### TASK DETAILS
Scan the entries below for the word "crate". Copy out every line in which it occurs.
........
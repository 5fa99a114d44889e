//! Grouped match counts for correlated MARK joins.
//!
//! A correlated `x IN (subquery)` is answered per correlation group: the
//! leading key columns name the group and the last key column is the value
//! compared against `x`. For every group the build side records `COUNT(*)`
//! and `COUNT(value)`, which decide between FALSE and NULL when no match is
//! found.

use fjoin_error::{JoinError, Result};
use fjoin_types::value::canonical_f64;
use fjoin_types::{DataChunk, LogicalType, ValueRef, Vector};
use hashbrown::HashMap;
use parking_lot::Mutex;
use smallvec::SmallVec;

type GroupKey = SmallVec<[u8; 32]>;

/// `COUNT(*)` and `COUNT(value)` of one correlation group.
#[derive(Debug, Clone, Copy, Default, PartialEq, Eq)]
pub struct GroupCounts {
    pub count_star: i64,
    pub count: i64,
}

/// Shared state of a correlated MARK join.
#[derive(Debug)]
pub struct CorrelatedMarkJoinInfo {
    correlated_types: Vec<LogicalType>,
    /// `mj_lock`: build-side inserts and probe-side lookups both go through it.
    counts: Mutex<HashMap<GroupKey, GroupCounts>>,
}

impl CorrelatedMarkJoinInfo {
    #[must_use]
    pub fn new(correlated_types: Vec<LogicalType>) -> Self {
        Self {
            correlated_types,
            counts: Mutex::new(HashMap::new()),
        }
    }

    #[must_use]
    pub fn correlated_types(&self) -> &[LogicalType] {
        &self.correlated_types
    }

    /// Number of distinct correlation groups seen so far.
    #[must_use]
    pub fn group_count(&self) -> usize {
        self.counts.lock().len()
    }

    fn split<'a>(&self, keys: &'a DataChunk) -> Result<(&'a [Vector], &'a Vector)> {
        let groups = self.correlated_types.len();
        if keys.column_count() != groups + 1 {
            return Err(JoinError::contract(format!(
                "correlated MARK join expects {} key columns, got {}",
                groups + 1,
                keys.column_count()
            )));
        }
        let columns = keys.columns();
        Ok((&columns[..groups], &columns[groups]))
    }

    /// Count the rows of a build-side key chunk into their groups.
    pub fn add_chunk(&self, keys: &DataChunk) -> Result<()> {
        let (group_columns, value_column) = self.split(keys)?;
        let mut counts = self.counts.lock();
        for row in 0..keys.len() {
            let entry = counts.entry(group_key(group_columns, row)).or_default();
            entry.count_star += 1;
            if value_column.is_valid(row) {
                entry.count += 1;
            }
        }
        Ok(())
    }

    /// Counts for the group of every row of a probe-side key chunk.
    pub fn fetch_counts(&self, keys: &DataChunk) -> Result<Vec<GroupCounts>> {
        let (group_columns, _) = self.split(keys)?;
        let counts = self.counts.lock();
        Ok((0..keys.len())
            .map(|row| {
                counts
                    .get(&group_key(group_columns, row))
                    .copied()
                    .unwrap_or_default()
            })
            .collect())
    }

    /// Fold another table's counts into this one.
    pub fn combine(&self, other: Self) -> Result<()> {
        if other.correlated_types != self.correlated_types {
            return Err(JoinError::contract(
                "cannot combine correlated counts of different correlation types",
            ));
        }
        let theirs = other.counts.into_inner();
        let mut ours = self.counts.lock();
        for (key, counts) in theirs {
            let entry = ours.entry(key).or_default();
            entry.count_star += counts.count_star;
            entry.count += counts.count;
        }
        Ok(())
    }
}

/// Byte encoding of a group: NULL groups with NULL, floats by canonical bits.
fn group_key(columns: &[Vector], row: usize) -> GroupKey {
    let mut key = GroupKey::new();
    for column in columns {
        match column.value_ref(row) {
            ValueRef::Null => key.push(0),
            ValueRef::Boolean(v) => key.extend_from_slice(&[1, u8::from(v)]),
            ValueRef::Int32(v) => {
                key.push(1);
                key.extend_from_slice(&v.to_le_bytes());
            }
            ValueRef::Int64(v) => {
                key.push(1);
                key.extend_from_slice(&v.to_le_bytes());
            }
            ValueRef::Float64(v) => {
                key.push(1);
                key.extend_from_slice(&canonical_f64(v).to_bits().to_le_bytes());
            }
            ValueRef::Varchar(v) => {
                key.push(1);
                key.extend_from_slice(&(v.len() as u64).to_le_bytes());
                key.extend_from_slice(v.as_bytes());
            }
        }
    }
    key
}

#[cfg(test)]
mod tests {
    use fjoin_types::Value;

    use super::*;

    fn keys(rows: &[(Option<i64>, Option<i64>)]) -> DataChunk {
        let rows: Vec<Vec<Value>> = rows
            .iter()
            .map(|&(group, value)| vec![Value::from(group), Value::from(value)])
            .collect();
        DataChunk::from_rows(&[LogicalType::Int64, LogicalType::Int64], &rows).expect("keys")
    }

    #[test]
    fn counts_per_group_including_null_group() {
        let info = CorrelatedMarkJoinInfo::new(vec![LogicalType::Int64]);
        info.add_chunk(&keys(&[
            (Some(1), Some(10)),
            (Some(1), None),
            (Some(2), Some(20)),
            (None, Some(30)),
        ]))
        .expect("add");
        assert_eq!(info.group_count(), 3);

        let got = info
            .fetch_counts(&keys(&[(Some(1), None), (Some(2), None), (Some(3), None), (None, None)]))
            .expect("fetch");
        assert_eq!(got[0], GroupCounts { count_star: 2, count: 1 });
        assert_eq!(got[1], GroupCounts { count_star: 1, count: 1 });
        assert_eq!(got[2], GroupCounts::default());
        assert_eq!(got[3], GroupCounts { count_star: 1, count: 1 });
    }

    #[test]
    fn combine_adds_counts() {
        let a = CorrelatedMarkJoinInfo::new(vec![LogicalType::Int64]);
        let b = CorrelatedMarkJoinInfo::new(vec![LogicalType::Int64]);
        a.add_chunk(&keys(&[(Some(1), Some(1))])).expect("add a");
        b.add_chunk(&keys(&[(Some(1), None), (Some(4), Some(4))])).expect("add b");
        a.combine(b).expect("combine");
        let got = a.fetch_counts(&keys(&[(Some(1), None)])).expect("fetch");
        assert_eq!(got[0], GroupCounts { count_star: 2, count: 1 });
        assert_eq!(a.group_count(), 2);
    }

    #[test]
    fn wrong_key_width_is_contract_violation() {
        let info = CorrelatedMarkJoinInfo::new(vec![LogicalType::Int64, LogicalType::Int64]);
        let err = info.add_chunk(&keys(&[(Some(1), Some(1))])).expect_err("width");
        assert!(err.is_contract_violation());
    }
}
/// Hash table over the build side of a join.
pub struct JoinHashTable {
    config: JoinConfig,
    join_type: JoinType,
    conditions: Vec<JoinCondition>,
    /// Conditions `0..equality_count` are equalities and feed the hash.
    equality_count: usize,
    build_types: Vec<LogicalType>,
    layout: RowLayout,
    /// Store rows whose keys are NULL instead of dropping them.
    keep_null_keys: bool,
    has_null: bool,
    finalized: bool,
    block_collection: RowBlockStore,
    string_heap: StringHeap,
    directory: Vec<RowPointer>,
    bitmask: u64,
    /// One flag per stored row, allocated by `finalize` for RIGHT/FULL OUTER.
    found: Vec<Box<[AtomicBool]>>,
    correlated: Option<CorrelatedMarkJoinInfo>,

    external: bool,
    /// Build rows across all partitions, fixed when the external build is planned.
    external_rows: usize,
    radix_bits: u32,
    tuples_per_round: usize,
    partitions_start: usize,
    partitions_end: usize,
    swizzled: SwizzledRows,
    partition_lock: Mutex<PartitionSet>,
}

impl fmt::Debug for JoinHashTable {
    fn fmt(&self, f: &mut fmt::Formatter<'_>) -> fmt::Result {
        f.debug_struct("JoinHashTable")
            .field("join_type", &self.join_type)
            .field("conditions", &self.conditions)
            .field("build_types", &self.build_types)
            .field("count", &self.count())
            .field("swizzled_count", &self.swizzled_count())
            .field("has_null", &self.has_null)
            .field("finalized", &self.finalized)
            .field("directory_capacity", &self.directory.len())
            .field("external", &self.external)
            .field("radix_bits", &self.radix_bits)
            .field("partitions", &(self.partitions_start..self.partitions_end))
            .finish_non_exhaustive()
    }
}
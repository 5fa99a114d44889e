//! Fixed-seed hashing of join keys.
//!
//! Build and probe must agree bit for bit, and partition rounds read hashes
//! that were stored at build time, so the seed and the per-type byte encoding
//! are part of the on-row format.

use xxhash_rust::xxh3::xxh3_64_with_seed;

use crate::value::{ValueRef, canonical_f64};
use crate::vector::{SelectionVector, Vector};

/// Seed for every key hash.
pub const JOIN_HASH_SEED: u64 = 0x9E37_79B9_7F4A_7C15;
/// Hash assigned to NULL keys.
pub const NULL_HASH: u64 = 0xBF58_476D_1CE4_E5B9;
const COMBINE_MULTIPLIER: u64 = 0x94D0_49BB_1331_11EB;

/// Hash a single value.
#[must_use]
pub fn hash_value(value: ValueRef<'_>) -> u64 {
    match value {
        ValueRef::Null => NULL_HASH,
        ValueRef::Boolean(v) => xxh3_64_with_seed(&[u8::from(v)], JOIN_HASH_SEED),
        ValueRef::Int32(v) => xxh3_64_with_seed(&i64::from(v).to_le_bytes(), JOIN_HASH_SEED),
        ValueRef::Int64(v) => xxh3_64_with_seed(&v.to_le_bytes(), JOIN_HASH_SEED),
        ValueRef::Float64(v) => {
            xxh3_64_with_seed(&canonical_f64(v).to_bits().to_le_bytes(), JOIN_HASH_SEED)
        }
        ValueRef::Varchar(v) => xxh3_64_with_seed(v.as_bytes(), JOIN_HASH_SEED),
    }
}

/// Fold the hash of the next key column into an accumulated hash.
#[must_use]
pub const fn combine_hashes(acc: u64, next: u64) -> u64 {
    acc.wrapping_mul(COMBINE_MULTIPLIER).rotate_left(31) ^ next
}

/// Hash the selected rows of `columns`; the result is aligned with `sel`.
#[must_use]
pub fn hash_columns(columns: &[Vector], sel: &SelectionVector) -> Vec<u64> {
    sel.iter()
        .map(|row| {
            let mut iter = columns.iter();
            let first = iter.next().map_or(NULL_HASH, |c| hash_value(c.value_ref(row)));
            iter.fold(first, |acc, c| combine_hashes(acc, hash_value(c.value_ref(row))))
        })
        .collect()
}
//! Owned and borrowed scalar values.

use std::cmp::Ordering;
use std::fmt;

use serde::{Deserialize, Serialize};

use crate::logical_type::LogicalType;

/// Owned scalar value, used at API edges and in tests.
#[derive(Debug, Clone, PartialEq, Serialize, Deserialize)]
pub enum Value {
    Null,
    Boolean(bool),
    Int32(i32),
    Int64(i64),
    Float64(f64),
    Varchar(String),
}

/// Borrowed scalar value read out of a vector or a stored row.
#[derive(Debug, Clone, Copy, PartialEq)]
pub enum ValueRef<'a> {
    Null,
    Boolean(bool),
    Int32(i32),
    Int64(i64),
    Float64(f64),
    Varchar(&'a str),
}

impl Value {
    #[must_use]
    pub fn as_value_ref(&self) -> ValueRef<'_> {
        match self {
            Self::Null => ValueRef::Null,
            Self::Boolean(v) => ValueRef::Boolean(*v),
            Self::Int32(v) => ValueRef::Int32(*v),
            Self::Int64(v) => ValueRef::Int64(*v),
            Self::Float64(v) => ValueRef::Float64(*v),
            Self::Varchar(v) => ValueRef::Varchar(v),
        }
    }

    #[must_use]
    pub const fn is_null(&self) -> bool {
        matches!(self, Self::Null)
    }

    /// Logical type of a non-NULL value.
    #[must_use]
    pub fn logical_type(&self) -> Option<LogicalType> {
        self.as_value_ref().logical_type()
    }
}

impl<'a> ValueRef<'a> {
    #[must_use]
    pub const fn is_null(self) -> bool {
        matches!(self, Self::Null)
    }

    #[must_use]
    pub const fn logical_type(self) -> Option<LogicalType> {
        match self {
            Self::Null => None,
            Self::Boolean(_) => Some(LogicalType::Boolean),
            Self::Int32(_) => Some(LogicalType::Int32),
            Self::Int64(_) => Some(LogicalType::Int64),
            Self::Float64(_) => Some(LogicalType::Float64),
            Self::Varchar(_) => Some(LogicalType::Varchar),
        }
    }

    #[must_use]
    pub fn to_value(self) -> Value {
        match self {
            Self::Null => Value::Null,
            Self::Boolean(v) => Value::Boolean(v),
            Self::Int32(v) => Value::Int32(v),
            Self::Int64(v) => Value::Int64(v),
            Self::Float64(v) => Value::Float64(v),
            Self::Varchar(v) => Value::Varchar(v.to_owned()),
        }
    }

    /// Total order between two non-NULL values of the same type.
    ///
    /// Returns `None` when either side is NULL or the types differ. Floats
    /// compare with `-0.0 == 0.0` and all NaNs equal to each other.
    #[must_use]
    pub fn compare(self, other: ValueRef<'_>) -> Option<Ordering> {
        match (self, other) {
            (Self::Boolean(a), ValueRef::Boolean(b)) => Some(a.cmp(&b)),
            (Self::Int32(a), ValueRef::Int32(b)) => Some(a.cmp(&b)),
            (Self::Int64(a), ValueRef::Int64(b)) => Some(a.cmp(&b)),
            (Self::Float64(a), ValueRef::Float64(b)) => {
                Some(canonical_f64(a).total_cmp(&canonical_f64(b)))
            }
            (Self::Varchar(a), ValueRef::Varchar(b)) => Some(a.cmp(b)),
            _ => None,
        }
    }
}

/// Collapse `-0.0` onto `0.0` and every NaN payload onto one NaN.
#[must_use]
pub fn canonical_f64(v: f64) -> f64 {
    if v.is_nan() {
        f64::NAN
    } else if v == 0.0 {
        0.0
    } else {
        v
    }
}

impl fmt::Display for Value {
    fn fmt(&self, f: &mut fmt::Formatter<'_>) -> fmt::Result {
        match self {
            Self::Null => f.write_str("NULL"),
            Self::Boolean(v) => write!(f, "{v}"),
            Self::Int32(v) => write!(f, "{v}"),
            Self::Int64(v) => write!(f, "{v}"),
            Self::Float64(v) => write!(f, "{v}"),
            Self::Varchar(v) => write!(f, "'{v}'"),
        }
    }
}

impl From<bool> for Value {
    fn from(v: bool) -> Self {
        Self::Boolean(v)
    }
}

impl From<i32> for Value {
    fn from(v: i32) -> Self {
        Self::Int32(v)
    }
}

impl From<i64> for Value {
    fn from(v: i64) -> Self {
        Self::Int64(v)
    }
}

impl From<f64> for Value {
    fn from(v: f64) -> Self {
        Self::Float64(v)
    }
}

impl From<&str> for Value {
    fn from(v: &str) -> Self {
        Self::Varchar(v.to_owned())
    }
}

impl From<String> for Value {
    fn from(v: String) -> Self {
        Self::Varchar(v)
    }
}

impl<T: Into<Self>> From<Option<T>> for Value {
    fn from(v: Option<T>) -> Self {
        v.map_or(Self::Null, Into::into)
    }
}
........
### SOLUTION TO THIS PROBLEM
use crate::value::{ValueRef, canonical_f64};
use crate::vector::{SelectionVector, Vector};
use crate::logical_type::LogicalType;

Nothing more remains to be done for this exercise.